Facundo and Pamela estimate that this next development cost about €50,000, funded through a bank loan and personal savings, with their new premises opening in January 2022.

Struggle behind the scenes

The venture was a success, with highlights that year including a Blas na hÉireann silver medal for their Irish beef empanada. Behind the scenes, however, a different story was unfolding.

Just before Christmas 2021, their youngest son, Oliver, started complaining of headaches.

“I will never forget on 5 December 2021 was the first time that he complained and I thought: ‘Well, he was playing on the trampoline,’” Pamela recalls reasoning. “But it was coming more often and stronger, so I started keeping a journal because it was not normal.”

A doctor suggested that it might be a complication of an ear infection, while a trip to the hospital yielded no results either. As weeks went by without answers, Facundo and Pamela struggled to see their then four-year-old suffer.

“He was crying all night of pain,” recalls Pamela. “One day I told Facu: ‘I will take him to hospital and until they do something like screening, I won’t leave.’”

After putting her foot down, doctors finally agreed to a CT scan.

“And he had a brain tumour,” says Pamela. “The next day we took an ambulance to Temple Street.”

An MRI revealed that Oliver had a tumour measuring 5.5cm in the right cerebellum. While benign, the growth was causing a build-up of fluid in the brain (hydrocephaly), which can have devastating consequences if left untreated.

Surgery was scheduled for 10 March, with the entire family decamping to Dublin. Facundo recalls a particularly poignant moment the night before the operation, when doctors allowed Oliver out of hospital to have dinner with his brothers (as they were not allowed visit due to COVID-19).

“You know what that means. It’s like: ‘Just in case, it’s the last [meal together].’ So, you can imagine…” he trails off. “It was difficult.”

Thankfully, surgery was successful, with the family returning home to Killarney for St Patrick’s Day. That July, however, there was further bad news: the tumour was growing back and Oliver would need a second surgery that November.

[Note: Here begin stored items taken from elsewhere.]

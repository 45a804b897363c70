//! Runtime configuration.
//!
//! # Responsibility
//! - Resolve the store path and logging settings from a JSON file or the
//!   process environment.
//!
//! # Invariants
//! - Missing values fall back to defaults; unknown JSON keys are rejected.
//! - `log_dir = None` means file logging stays off.

use crate::logging::default_log_level;
use serde::{Deserialize, Serialize};
use std::error::Error;
use std::fmt::{Display, Formatter};
use std::path::{Path, PathBuf};

/// Names a JSON config file to use instead of the other `CATCHY_*` variables.
pub const ENV_CONFIG: &str = "CATCHY_CONFIG";
pub const ENV_DB_PATH: &str = "CATCHY_DB_PATH";
pub const ENV_LOG_LEVEL: &str = "CATCHY_LOG_LEVEL";
pub const ENV_LOG_DIR: &str = "CATCHY_LOG_DIR";

const DEFAULT_DB_FILE: &str = "catchy.db";

#[derive(Debug, Clone, PartialEq, Eq, Serialize, Deserialize)]
#[serde(default, deny_unknown_fields)]
pub struct CatchyConfig {
    pub db_path: PathBuf,
    pub log_level: String,
    /// Absolute directory for rolling log files.
    pub log_dir: Option<PathBuf>,
}

impl Default for CatchyConfig {
    fn default() -> Self {
        Self {
            db_path: PathBuf::from(DEFAULT_DB_FILE),
            log_level: default_log_level().to_string(),
            log_dir: None,
        }
    }
}

#[derive(Debug)]
pub enum ConfigError {
    Io { path: PathBuf, source: std::io::Error },
    Parse { path: PathBuf, source: serde_json::Error },
}

impl Display for ConfigError {
    fn fmt(&self, f: &mut Formatter<'_>) -> std::fmt::Result {
        match self {
            Self::Io { path, source } => {
                write!(f, "failed to read config `{}`: {source}", path.display())
            }
            Self::Parse { path, source } => {
                write!(f, "invalid config `{}`: {source}", path.display())
            }
        }
    }
}

impl Error for ConfigError {
    fn source(&self) -> Option<&(dyn Error + 'static)> {
        match self {
            Self::Io { source, .. } => Some(source),
            Self::Parse { source, .. } => Some(source),
        }
    }
}

impl CatchyConfig {
    /// Loads a JSON config file; absent keys take defaults.
    pub fn from_file(path: impl AsRef<Path>) -> Result<Self, ConfigError> {
        let path = path.as_ref();
        let raw = std::fs::read_to_string(path).map_err(|source| ConfigError::Io {
            path: path.to_path_buf(),
            source,
        })?;
        serde_json::from_str(&raw).map_err(|source| ConfigError::Parse {
            path: path.to_path_buf(),
            source,
        })
    }

    /// Loads `path` when given, otherwise reads the process environment.
    pub fn load(path: Option<&Path>) -> Result<Self, ConfigError> {
        match path {
            Some(path) => Self::from_file(path),
            None => Ok(Self::from_env()),
        }
    }

    /// Reads `CATCHY_*` variables from the process environment.
    pub fn from_env() -> Self {
        Self::from_lookup(|key| std::env::var(key).ok())
    }

    /// Builds a config from an arbitrary key lookup; blank values are ignored.
    pub fn from_lookup<F>(lookup: F) -> Self
    where
        F: Fn(&str) -> Option<String>,
    {
        let read = |key: &str| lookup(key).filter(|value| !value.trim().is_empty());
        let defaults = Self::default();
        Self {
            db_path: read(ENV_DB_PATH).map_or(defaults.db_path, PathBuf::from),
            log_level: read(ENV_LOG_LEVEL).unwrap_or(defaults.log_level),
            log_dir: read(ENV_LOG_DIR).map(PathBuf::from),
        }
    }
}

“Everything is so shocking that you don’t want to accept going through the same again,” says Pamela, whose grief was compounded by the fact that her father was also sick.

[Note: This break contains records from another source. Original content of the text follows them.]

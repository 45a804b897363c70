//! Core domain logic for Catchy.
//! This crate is the single source of truth for project/task business rules
//! and deadline notification derivation.

pub mod config;
pub mod db;
pub mod logging;
pub mod model;
pub mod notify;
pub mod repo;
pub mod service;

pub use config::{CatchyConfig, ConfigError};
pub use logging::{default_log_level, init_from_config, init_logging, logging_status, LoggingError};
pub use model::comment::TaskComment;
pub use model::due_date::DueDate;
pub use model::notification::{format_time_ago, DeadlineClass, Notification, NotificationKind};
pub use model::project::{NewProject, Project, ProjectColor, ProjectPatch, ProjectValidationError};
pub use model::task::{NewTask, Task, TaskPatch, TaskPriority, TaskStatus, TaskValidationError};
pub use model::user::UserContext;
pub use notify::{
    classify_deadline, derive_notifications, DeadlineInput, NotificationClock, NotificationInbox,
};
pub use repo::comment_repo::{CommentRepository, SqliteCommentRepository};
pub use repo::project_repo::{ProjectRepository, SqliteProjectRepository};
pub use repo::task_repo::{SqliteTaskRepository, TaskRepository};
pub use repo::{RepoError, RepoResult, ValidationError};
pub use service::comment_service::CommentService;
pub use service::dashboard_service::{DashboardService, DashboardStats};
pub use service::notification_service::NotificationService;
pub use service::project_service::{search_and_sort, ProjectService, ProjectSort, ProjectSummary};
pub use service::task_service::{calendar_month, TaskBoard, TaskService};
pub use service::{ServiceError, ServiceResult};

/// Minimal health-check API for early integration.
pub fn ping() -> &'static str {
    "pong"
}

/// Returns the core crate version.
pub fn core_version() -> &'static str {
    env!("CARGO_PKG_VERSION")
}

#[cfg(test)]
mod tests {
    use super::{core_version, ping};

    #[test]
    fn ping_returns_pong() {
        assert_eq!(ping(), "pong");
    }

    #[test]
    fn version_is_not_empty() {
        assert!(!core_version().is_empty());
    }
}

“In October, we went to say goodbye to my dad,” she continues. “So, if you look from a business side, it was a successful year. But at the same time, we were struggling with so many things.”

Indeed, being self-employed applied even more pressure, as Facundo explains.

“If you have the business closed, there’s no cash flow,” he says simply. “I don’t know where the energy came for this. I have no idea.”

Fortunately, a swell of support from customers buoyed them during those difficult days.

“We felt part of a community; I think that it was the first time that we really felt that,” says Pamela, smiling. “That people actually care. It was so nice.”

Pamela Neumann and Facundo Rodulfo set up a pizzeria and Argentian-style restaurant in Killarney.

Flying the flag

Thankfully, the second surgery was successful and Oliver continues to be monitored by his medical team.

Glad to see the back of 2022, Facundo and Pamela went into 2023 with even more ambitious plans, developing a sit-down restaurant by extending into an adjoining café next door, adding another pizza oven and commissioning a BBQ grill from Irish manufacturers, Smokin’ Soul, to offer an Argentine-style parrillada menu including tira de asado (short ribs) and entrãna (skirt steak) using Irish beef sourced from The Village Butcher in Dublin.

They estimate that this entire development required over €120,000 to open in April 2023; but it seems it was money well spent, with glowing reviews from the likes of the McKenna Guide along with a loyal local following.

Longer-term, they would like to explore the possibility of franchising. However, a more immediate project is the World Pizza Championship, which they will be taking part in from 9-11 April in Parma, Italy.

“We are representing Ireland,” proclaims Pamela proudly – and we know that they will do the country proud.

After all, it takes two to tango. And thrive.